[[ Recorded information, beginning ]]

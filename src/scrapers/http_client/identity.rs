//! Browser identity randomization.
//!
//! Each fetch attempt presents a complete, internally consistent browser
//! fingerprint. Client hints must agree with the user agent: a Firefox UA
//! that sends `sec-ch-ua`, or a Windows UA claiming `"macOS"`, is itself a
//! detection signal.

use rand::seq::IndexedRandom;
use rand::Rng;
use serde::{Deserialize, Serialize};

/// Real browser user agents (desktop and mobile).
pub const DEFAULT_USER_AGENTS: &[&str] = &[
    // Chrome on Windows
    "Mozilla/5.0 (Windows NT 10.0; Win64; x64) AppleWebKit/537.36 (KHTML, like Gecko) Chrome/131.0.0.0 Safari/537.36",
    "Mozilla/5.0 (Windows NT 10.0; Win64; x64) AppleWebKit/537.36 (KHTML, like Gecko) Chrome/130.0.0.0 Safari/537.36",
    // Chrome on Mac
    "Mozilla/5.0 (Macintosh; Intel Mac OS X 10_15_7) AppleWebKit/537.36 (KHTML, like Gecko) Chrome/131.0.0.0 Safari/537.36",
    // Chrome on Linux
    "Mozilla/5.0 (X11; Linux x86_64) AppleWebKit/537.36 (KHTML, like Gecko) Chrome/131.0.0.0 Safari/537.36",
    // Chrome on Android
    "Mozilla/5.0 (Linux; Android 14; Pixel 8) AppleWebKit/537.36 (KHTML, like Gecko) Chrome/131.0.0.0 Mobile Safari/537.36",
    // Firefox on Windows
    "Mozilla/5.0 (Windows NT 10.0; Win64; x64; rv:133.0) Gecko/20100101 Firefox/133.0",
    // Firefox on Mac
    "Mozilla/5.0 (Macintosh; Intel Mac OS X 10.15; rv:133.0) Gecko/20100101 Firefox/133.0",
    // Safari on Mac
    "Mozilla/5.0 (Macintosh; Intel Mac OS X 10_15_7) AppleWebKit/605.1.15 (KHTML, like Gecko) Version/18.1 Safari/605.1.15",
    // Safari on iPhone
    "Mozilla/5.0 (iPhone; CPU iPhone OS 18_1 like Mac OS X) AppleWebKit/605.1.15 (KHTML, like Gecko) Version/18.1 Mobile/15E148 Safari/604.1",
    // Edge on Windows
    "Mozilla/5.0 (Windows NT 10.0; Win64; x64) AppleWebKit/537.36 (KHTML, like Gecko) Chrome/131.0.0.0 Safari/537.36 Edg/131.0.0.0",
];

pub const DEFAULT_ACCEPT_LANGUAGES: &[&str] = &[
    "en-US,en;q=0.9",
    "en-GB,en;q=0.9",
    "he-IL,he;q=0.9,en-US;q=0.8,en;q=0.7",
    "en-US,en;q=0.9,he;q=0.8",
    "en-US,en;q=0.8,fr;q=0.6",
];

pub const DEFAULT_REFERERS: &[&str] = &[
    "https://www.google.com/",
    "https://www.bing.com/",
    "https://duckduckgo.com/",
    "https://www.pinterest.com/",
];

/// Browser engine family, as far as client hints are concerned.
#[derive(Debug, Clone, Copy, PartialEq, Eq, Serialize)]
#[serde(rename_all = "snake_case")]
pub enum BrowserFamily {
    Chrome,
    Edge,
    Firefox,
    Safari,
}

impl BrowserFamily {
    /// Whether this family sends `sec-ch-ua` headers at all.
    pub fn sends_client_hints(&self) -> bool {
        matches!(self, Self::Chrome | Self::Edge)
    }
}

/// Operating system as reported by `sec-ch-ua-platform`.
#[derive(Debug, Clone, Copy, PartialEq, Eq, Serialize)]
pub enum Platform {
    Windows,
    #[serde(rename = "macOS")]
    MacOs,
    Linux,
    Android,
    #[serde(rename = "iOS")]
    Ios,
}

impl Platform {
    pub fn as_str(&self) -> &'static str {
        match self {
            Self::Windows => "Windows",
            Self::MacOs => "macOS",
            Self::Linux => "Linux",
            Self::Android => "Android",
            Self::Ios => "iOS",
        }
    }

    /// `navigator.platform` value matching this OS.
    pub fn navigator_platform(&self) -> &'static str {
        match self {
            Self::Windows => "Win32",
            Self::MacOs => "MacIntel",
            Self::Linux => "Linux x86_64",
            Self::Android => "Linux armv8l",
            Self::Ios => "iPhone",
        }
    }

    pub fn is_mobile(&self) -> bool {
        matches!(self, Self::Android | Self::Ios)
    }
}

/// Parsed facts about a user agent string.
#[derive(Debug, Clone, PartialEq, Eq)]
pub struct UserAgentProfile {
    pub family: BrowserFamily,
    pub platform: Platform,
    pub major_version: Option<u32>,
    pub mobile: bool,
}

impl UserAgentProfile {
    /// Derive family, platform and version from a UA string.
    pub fn parse(user_agent: &str) -> Self {
        let platform = if user_agent.contains("Android") {
            Platform::Android
        } else if user_agent.contains("iPhone") || user_agent.contains("iPad") {
            Platform::Ios
        } else if user_agent.contains("Windows") {
            Platform::Windows
        } else if user_agent.contains("Macintosh") || user_agent.contains("Mac OS X") {
            Platform::MacOs
        } else {
            Platform::Linux
        };

        let (family, major_version) = if let Some(v) = version_after(user_agent, "Edg/") {
            (BrowserFamily::Edge, Some(v))
        } else if let Some(v) = version_after(user_agent, "Firefox/") {
            (BrowserFamily::Firefox, Some(v))
        } else if let Some(v) = version_after(user_agent, "Chrome/") {
            (BrowserFamily::Chrome, Some(v))
        } else {
            (
                BrowserFamily::Safari,
                version_after(user_agent, "Version/"),
            )
        };

        Self {
            family,
            platform,
            major_version,
            mobile: platform.is_mobile() || user_agent.contains("Mobile"),
        }
    }

    /// `sec-ch-ua` brand list, `None` for families that never send it.
    pub fn sec_ch_ua(&self) -> Option<String> {
        let version = self.major_version?;
        match self.family {
            BrowserFamily::Chrome => Some(format!(
                "\"Google Chrome\";v=\"{v}\", \"Chromium\";v=\"{v}\", \"Not_A Brand\";v=\"24\"",
                v = version
            )),
            BrowserFamily::Edge => Some(format!(
                "\"Microsoft Edge\";v=\"{v}\", \"Chromium\";v=\"{v}\", \"Not_A Brand\";v=\"24\"",
                v = version
            )),
            BrowserFamily::Firefox | BrowserFamily::Safari => None,
        }
    }
}

fn version_after(user_agent: &str, marker: &str) -> Option<u32> {
    let start = user_agent.find(marker)? + marker.len();
    let digits: String = user_agent[start..]
        .chars()
        .take_while(|c| c.is_ascii_digit())
        .collect();
    digits.parse().ok()
}

/// One complete browser fingerprint.
#[derive(Debug, Clone, PartialEq, Serialize)]
pub struct Identity {
    pub user_agent: String,
    pub accept_language: String,
    pub referer: Option<String>,
    pub sec_ch_ua: Option<String>,
    pub sec_ch_ua_mobile: Option<String>,
    pub sec_ch_ua_platform: Option<String>,
    #[serde(skip)]
    pub profile: UserAgentProfile,
}

impl Identity {
    /// Build an identity, deriving client hints from the user agent.
    pub fn new(user_agent: &str, accept_language: &str, referer: Option<&str>) -> Self {
        let profile = UserAgentProfile::parse(user_agent);
        let sec_ch_ua = profile.sec_ch_ua();
        let (sec_ch_ua_mobile, sec_ch_ua_platform) = if sec_ch_ua.is_some() {
            (
                Some(if profile.mobile { "?1" } else { "?0" }.to_string()),
                Some(format!("\"{}\"", profile.platform.as_str())),
            )
        } else {
            (None, None)
        };

        Self {
            user_agent: user_agent.to_string(),
            accept_language: accept_language.to_string(),
            referer: referer.map(|r| r.to_string()),
            sec_ch_ua,
            sec_ch_ua_mobile,
            sec_ch_ua_platform,
            profile,
        }
    }

    /// Languages for `navigator.languages`, from the accept-language value.
    pub fn languages(&self) -> Vec<String> {
        self.accept_language
            .split(',')
            .filter_map(|part| part.split(';').next())
            .map(|lang| lang.trim().to_string())
            .filter(|lang| !lang.is_empty())
            .collect()
    }

    /// Full request header set, lowercase names.
    pub fn headers(&self) -> Vec<(String, String)> {
        let mut headers = vec![
            ("user-agent".to_string(), self.user_agent.clone()),
            (
                "accept".to_string(),
                "text/html,application/xhtml+xml,application/xml;q=0.9,image/avif,image/webp,*/*;q=0.8"
                    .to_string(),
            ),
            ("accept-language".to_string(), self.accept_language.clone()),
            (
                "accept-encoding".to_string(),
                "gzip, deflate, br".to_string(),
            ),
            ("upgrade-insecure-requests".to_string(), "1".to_string()),
            ("sec-fetch-dest".to_string(), "document".to_string()),
            ("sec-fetch-mode".to_string(), "navigate".to_string()),
            (
                "sec-fetch-site".to_string(),
                if self.referer.is_some() { "cross-site" } else { "none" }.to_string(),
            ),
            ("sec-fetch-user".to_string(), "?1".to_string()),
        ];
        if let Some(ref referer) = self.referer {
            headers.push(("referer".to_string(), referer.clone()));
        }
        if let Some(ref v) = self.sec_ch_ua {
            headers.push(("sec-ch-ua".to_string(), v.clone()));
        }
        if let Some(ref v) = self.sec_ch_ua_mobile {
            headers.push(("sec-ch-ua-mobile".to_string(), v.clone()));
        }
        if let Some(ref v) = self.sec_ch_ua_platform {
            headers.push(("sec-ch-ua-platform".to_string(), v.clone()));
        }
        headers
    }
}

/// Immutable pools identities are drawn from.
#[derive(Debug, Clone, PartialEq, Serialize, Deserialize)]
pub struct IdentityPools {
    #[serde(default = "default_user_agents")]
    pub user_agents: Vec<String>,
    #[serde(default = "default_accept_languages")]
    pub accept_languages: Vec<String>,
    /// Referers; an identity may also go out without one.
    #[serde(default = "default_referers")]
    pub referers: Vec<String>,
}

fn default_user_agents() -> Vec<String> {
    DEFAULT_USER_AGENTS.iter().map(|s| s.to_string()).collect()
}

fn default_accept_languages() -> Vec<String> {
    DEFAULT_ACCEPT_LANGUAGES.iter().map(|s| s.to_string()).collect()
}

fn default_referers() -> Vec<String> {
    DEFAULT_REFERERS.iter().map(|s| s.to_string()).collect()
}

impl Default for IdentityPools {
    fn default() -> Self {
        Self {
            user_agents: default_user_agents(),
            accept_languages: default_accept_languages(),
            referers: default_referers(),
        }
    }
}

impl IdentityPools {
    /// Draw an identity using the thread-local RNG.
    pub fn next_identity(&self) -> Identity {
        self.next_identity_with(&mut rand::rng())
    }

    /// Draw an identity from a caller-supplied RNG.
    pub fn next_identity_with<R: Rng + ?Sized>(&self, rng: &mut R) -> Identity {
        let user_agent = self
            .user_agents
            .choose(rng)
            .map(|s| s.as_str())
            .unwrap_or(DEFAULT_USER_AGENTS[0]);
        let accept_language = self
            .accept_languages
            .choose(rng)
            .map(|s| s.as_str())
            .unwrap_or(DEFAULT_ACCEPT_LANGUAGES[0]);
        // One slot in (n + 1) goes out without a referer, like a typed URL.
        let referer_slot = rng.random_range(0..=self.referers.len());
        let referer = self.referers.get(referer_slot).map(|s| s.as_str());

        Identity::new(user_agent, accept_language, referer)
    }
}

#[cfg(test)]
mod tests {
    use super::*;
    use rand::rngs::StdRng;
    use rand::SeedableRng;

    #[test]
    fn test_chrome_windows_hints() {
        let identity = Identity::new(DEFAULT_USER_AGENTS[0], "en-US,en;q=0.9", None);
        assert_eq!(identity.profile.family, BrowserFamily::Chrome);
        assert_eq!(identity.sec_ch_ua_platform.as_deref(), Some("\"Windows\""));
        assert_eq!(identity.sec_ch_ua_mobile.as_deref(), Some("?0"));
        assert!(identity.sec_ch_ua.as_deref().unwrap().contains("v=\"131\""));
    }

    #[test]
    fn test_edge_detected_before_chrome() {
        let ua = DEFAULT_USER_AGENTS.last().unwrap();
        let identity = Identity::new(ua, "en-US", None);
        assert_eq!(identity.profile.family, BrowserFamily::Edge);
        assert!(identity.sec_ch_ua.unwrap().contains("Microsoft Edge"));
    }

    #[test]
    fn test_android_chrome_is_mobile() {
        let identity = Identity::new(DEFAULT_USER_AGENTS[4], "en-US", None);
        assert_eq!(identity.profile.platform, Platform::Android);
        assert_eq!(identity.sec_ch_ua_mobile.as_deref(), Some("?1"));
        assert_eq!(identity.sec_ch_ua_platform.as_deref(), Some("\"Android\""));
    }

    #[test]
    fn test_firefox_and_safari_send_no_hints() {
        for ua in DEFAULT_USER_AGENTS {
            let identity = Identity::new(ua, "en-US", None);
            if !identity.profile.family.sends_client_hints() {
                assert!(identity.sec_ch_ua.is_none(), "{}", ua);
                assert!(identity.sec_ch_ua_mobile.is_none());
                assert!(identity.sec_ch_ua_platform.is_none());
                assert!(!identity.headers().iter().any(|(k, _)| k.starts_with("sec-ch-ua")));
            }
        }
    }

    #[test]
    fn test_every_default_agent_is_consistent() {
        for ua in DEFAULT_USER_AGENTS {
            let profile = UserAgentProfile::parse(ua);
            if ua.contains("iPhone") {
                assert_eq!(profile.platform, Platform::Ios);
                assert_eq!(profile.family, BrowserFamily::Safari);
            }
            if ua.contains("Firefox") {
                assert_eq!(profile.family, BrowserFamily::Firefox);
            }
            assert!(profile.major_version.is_some(), "{}", ua);
        }
    }

    #[test]
    fn test_fixed_pool_is_deterministic() {
        let pools = IdentityPools {
            user_agents: vec![DEFAULT_USER_AGENTS[5].to_string()],
            accept_languages: vec!["he-IL,he;q=0.9".to_string()],
            referers: Vec::new(),
        };
        let identity = pools.next_identity();
        assert_eq!(identity.user_agent, DEFAULT_USER_AGENTS[5]);
        assert_eq!(identity.accept_language, "he-IL,he;q=0.9");
        assert!(identity.referer.is_none());
        assert_eq!(identity.languages(), vec!["he-IL", "he"]);
    }

    #[test]
    fn test_seeded_rng_reproducible() {
        let pools = IdentityPools::default();
        let a = pools.next_identity_with(&mut StdRng::seed_from_u64(7));
        let b = pools.next_identity_with(&mut StdRng::seed_from_u64(7));
        assert_eq!(a, b);
    }

    #[test]
    fn test_headers_complete() {
        let identity = Identity::new(DEFAULT_USER_AGENTS[0], "en-US", Some("https://www.google.com/"));
        let headers = identity.headers();
        let get = |name: &str| headers.iter().find(|(k, _)| k == name).map(|(_, v)| v.as_str());
        assert_eq!(get("referer"), Some("https://www.google.com/"));
        assert_eq!(get("sec-fetch-site"), Some("cross-site"));
        assert!(get("accept-encoding").unwrap().contains("br"));
        assert!(get("sec-ch-ua").is_some());
    }
}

[[ Recorded information, end ]]

* _Task instructions_: All that is needed is the exact run of lines above from the line containing "Safari on Mac" through the line containing "Edge on Windows", both of them included.

* _Written answer_:
    // Safari on Mac
    "Mozilla/5.0 (Macintosh; Intel Mac OS X 10_15_7) AppleWebKit/605.1.15 (KHTML, like Gecko) Version/18.1 Safari/605.1.15",
    // Safari on iPhone
    "Mozilla/5.0 (iPhone; CPU iPhone OS 18_1 like Mac OS X) AppleWebKit/605.1.15 (KHTML, like Gecko) Version/18.1 Mobile/15E148 Safari/604.1",
    // Edge on Windows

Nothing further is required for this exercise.